Alter Ego : une collection qui incarne la fascinante énergie de la ville
Côté matériaux, si Richard Yasmine aime en temps normal « travailler avec des matières nobles et naturelles », il a choisi pour After Ago « quelque chose de brut avec une sorte de textures inachevées pour donner une impression de modestie ». Pour ce faire, il a aussi bien utilisé la mousse, le plâtre de béton léger, l’acrylique que le grès et l’argile. « J’ai travaillé sur plusieurs prototypes pour voir ce qui conviendrait au concept, sachant que je ne voulais pas avoir de poids très lourds à la fin, et c’est ainsi que j’ai décidé de procéder avec ces matériaux, avec les rayures acryliques noires peintes à la main. »
Chaque pièce est en effet ornée de ces fameuses rayures noires et blanches. « Elles traduisent une illusion dramatique du chaos interne et spatial. La couleur noire est mystérieuse, elle est associée au futur inconnu, au passé indésirable ou triste. Tandis que le blanc est considéré comme la couleur de la sérénité et de la sécurité. Le noir emprisonne l’espace, tandis que le blanc l’ouvre. Le noir évoque la sophistication, le blanc communique l’innocence et les débuts renouvelés. »

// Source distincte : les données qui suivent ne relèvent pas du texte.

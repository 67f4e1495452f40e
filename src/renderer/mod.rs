//! Rendering boundary
//!
//! The core never touches a graphics API. Each frame it produces a list of
//! [`DrawCommand`]s, and [`shapes`] turns the geometric ones into colored
//! triangle vertices a host can upload as-is.

pub mod scene;
pub mod shapes;
pub mod vertex;

pub use scene::{Align, DrawCommand, TextSize, build_scene};
pub use vertex::Vertex;
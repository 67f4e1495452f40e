//! Polished Pong - classic two-paddle Pong
//!
//! Core modules:
//! - `sim`: Deterministic simulation (kinematics, collisions, rally state, AI)
//! - `settings`: Match configuration chosen from the menu
//! - `app`: Menu / match state machine driven by key events
//! - `platform`: Input snapshot, event queue and frame clock
//! - `renderer`: Draw-command and vertex generation for the host renderer
//! - `audio`: Fire-and-forget sound triggers

pub mod app;
pub mod audio;
pub mod platform;
pub mod renderer;
pub mod settings;
pub mod sim;

pub use app::{App, AppScreen};
pub use settings::{Difficulty, PlayMode, Settings};

/// Game configuration constants
///
/// Velocities and paddle speeds are in pixels per frame.
pub mod consts {
    use std::f32::consts::PI;

    /// Target frame rate
    pub const FPS: u32 = 60;
    /// Fixed integration step (one frame)
    pub const SIM_STEP: f32 = 1.0;
    /// Cap on the elapsed time a single frame reports
    pub const MAX_FRAME_MS: u32 = 100;

    /// Table dimensions
    pub const TABLE_WIDTH: f32 = 900.0;
    pub const TABLE_HEIGHT: f32 = 600.0;

    /// Paddle defaults
    pub const PADDLE_WIDTH: f32 = 12.0;
    pub const PADDLE_HEIGHT: f32 = 110.0;
    /// Distance from the table edge to the paddle center
    pub const PADDLE_MARGIN: f32 = 30.0;
    pub const PADDLE_SPEED: f32 = 8.0;
    pub const PADDLE_MIN_SPEED: f32 = 1.0;
    pub const PADDLE_MAX_SPEED: f32 = 14.0;

    /// Ball defaults
    pub const BALL_SIZE: f32 = 16.0;
    pub const BALL_START_SPEED: f32 = 5.0;
    pub const BALL_MIN_SPEED: f32 = 3.0;
    pub const BALL_MAX_SPEED: f32 = 14.0;
    /// Speed boost when ball hits paddle (multiplicative)
    pub const BALL_SPEEDUP: f32 = 1.06;
    /// Steepest bounce off a paddle edge (~67.5 degrees)
    pub const MAX_BOUNCE_ANGLE: f32 = 3.0 * PI / 8.0;
    /// Serve angle range, symmetric around horizontal
    pub const SERVE_ANGLE: f32 = PI / 4.0;

    /// Pause between a point and the next serve
    pub const SERVE_DELAY_MS: u64 = 900;

    /// Match length
    pub const WIN_SCORE: u32 = 7;
    pub const MIN_WIN_SCORE: u32 = 1;
    pub const MAX_WIN_SCORE: u32 = 15;

    /// AI holds when its target is within this distance of the paddle center
    pub const AI_DEAD_ZONE: f32 = 6.0;
}
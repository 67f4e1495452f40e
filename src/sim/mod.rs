//! Deterministic simulation module
//!
//! All gameplay logic lives here. This module must be pure and deterministic:
//! - Fixed per-frame step only
//! - Seeded RNG only
//! - Time comes in through [`FrameTime`], never read from a clock
//! - No rendering or platform dependencies

pub mod ai;
pub mod collision;
pub mod kinematics;
pub mod rect;
pub mod state;
pub mod tick;

pub use ai::{AiController, predict_y};
pub use collision::{BounceParams, resolve_paddle_collision, resolve_wall_collision};
pub use kinematics::integrate;
pub use rect::Rect;
pub use state::{
    Ball, Controller, GameEvent, MatchState, Paddle, PaddleCommand, RallyPhase, Score, Side,
    table_center,
};
pub use tick::{FrameTime, TickInput, tick};
//! Polished Pong headless runner
//!
//! Plays one computer-vs-computer match and logs the result. Runs on
//! simulated time unless `--realtime` is given.
//!
//! Usage: `polished-pong [--realtime] [--difficulty easy|normal|hard]
//! [settings.json]`. Set `RUST_LOG=debug` for per-point detail.

use polished_pong::audio::AudioManager;
use polished_pong::platform::{
    EventQueue, FrameClock, KeyState, SimulatedTime, SystemTime, TimeSource,
};
use polished_pong::renderer::{build_scene, shapes};
use polished_pong::sim::GameEvent;
use polished_pong::{App, Difficulty, PlayMode, Settings};

/// Ten minutes at 60 fps
const MAX_FRAMES: u64 = 60 * 60 * 10;

/// Command-line options
#[derive(Debug, Default, PartialEq)]
struct Options {
    realtime: bool,
    difficulty: Option<Difficulty>,
    settings_path: Option<String>,
}

fn parse_args<I: IntoIterator<Item = String>>(args: I) -> Options {
    let mut options = Options::default();
    let mut args = args.into_iter();
    while let Some(arg) = args.next() {
        match arg.as_str() {
            "--realtime" => options.realtime = true,
            "--difficulty" => match args.next().as_deref().map(Difficulty::from_str) {
                Some(Some(difficulty)) => options.difficulty = Some(difficulty),
                _ => log::warn!("--difficulty expects easy, normal or hard"),
            },
            _ if arg.starts_with("--") => log::warn!("Unknown option {}", arg),
            _ => options.settings_path = Some(arg),
        }
    }
    options
}

fn load_settings(path: Option<&str>) -> Settings {
    let Some(path) = path else {
        return Settings::default();
    };
    match std::fs::read_to_string(path) {
        Ok(json) => match Settings::from_json(&json) {
            Ok(settings) => settings,
            Err(e) => {
                log::warn!("Ignoring settings in {}: {}", path, e);
                Settings::default()
            }
        },
        Err(e) => {
            log::warn!("Could not read {}: {}", path, e);
            Settings::default()
        }
    }
}

fn run<T: TimeSource>(app: &mut App, mut clock: FrameClock<T>) {
    let mut audio = AudioManager::default();
    let keys = KeyState::new();
    let mut queue = EventQueue::new();

    app.start_match(clock.now_ms());

    let mut frames = 0;
    let mut vertex_count = 0;
    while app.running && frames < MAX_FRAMES {
        let time = clock.tick();
        let events = app.frame(&keys, &queue.drain(), time);
        audio.play_events(&events);

        if events.iter().any(|e| matches!(e, GameEvent::PointScored(_))) {
            if let Some(state) = app.match_state() {
                log::debug!(
                    "{} ms: {} - {}",
                    time.now_ms,
                    state.score.left,
                    state.score.right
                );
            }
        }

        vertex_count = shapes::tessellate(&build_scene(app, time.now_ms)).len();
        frames += 1;

        if app.match_state().is_some_and(|s| s.is_over()) {
            break;
        }
    }

    match app.match_state() {
        Some(state) if state.is_over() => log::info!(
            "Match over after {} frames: {} - {} ({} vertices in last frame)",
            frames,
            state.score.left,
            state.score.right,
            vertex_count
        ),
        Some(state) => log::info!(
            "Stopped after {} frames without a winner: {} - {}",
            frames,
            state.score.left,
            state.score.right
        ),
        None => log::info!("No match played"),
    }
}

fn main() {
    env_logger::init();
    log::info!("Polished Pong (headless) starting...");

    let options = parse_args(std::env::args().skip(1));
    let mut settings = load_settings(options.settings_path.as_deref());
    if let Some(difficulty) = options.difficulty {
        settings.difficulty = difficulty;
    }

    let mut app = App::new(Settings {
        mode: PlayMode::Attract,
        ..settings
    });

    if options.realtime {
        run(&mut app, FrameClock::new(SystemTime::default()));
    } else {
        run(&mut app, FrameClock::new(SimulatedTime::new(0)));
    }
}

Le créateur précise que chaque objet incarne aussi une oxymore émotionnelle : « triste/heureux, fou/sain d’esprit, anxieux/calme, mort/vie, haine/amour », à l’image de « l’histoire fascinante de ma ville Beyrouth avec ses multiples vies et couches, à travers les siècles et après chaque catastrophe, qui renaît toujours de ses cendres, aspirant à la vie éternelle. »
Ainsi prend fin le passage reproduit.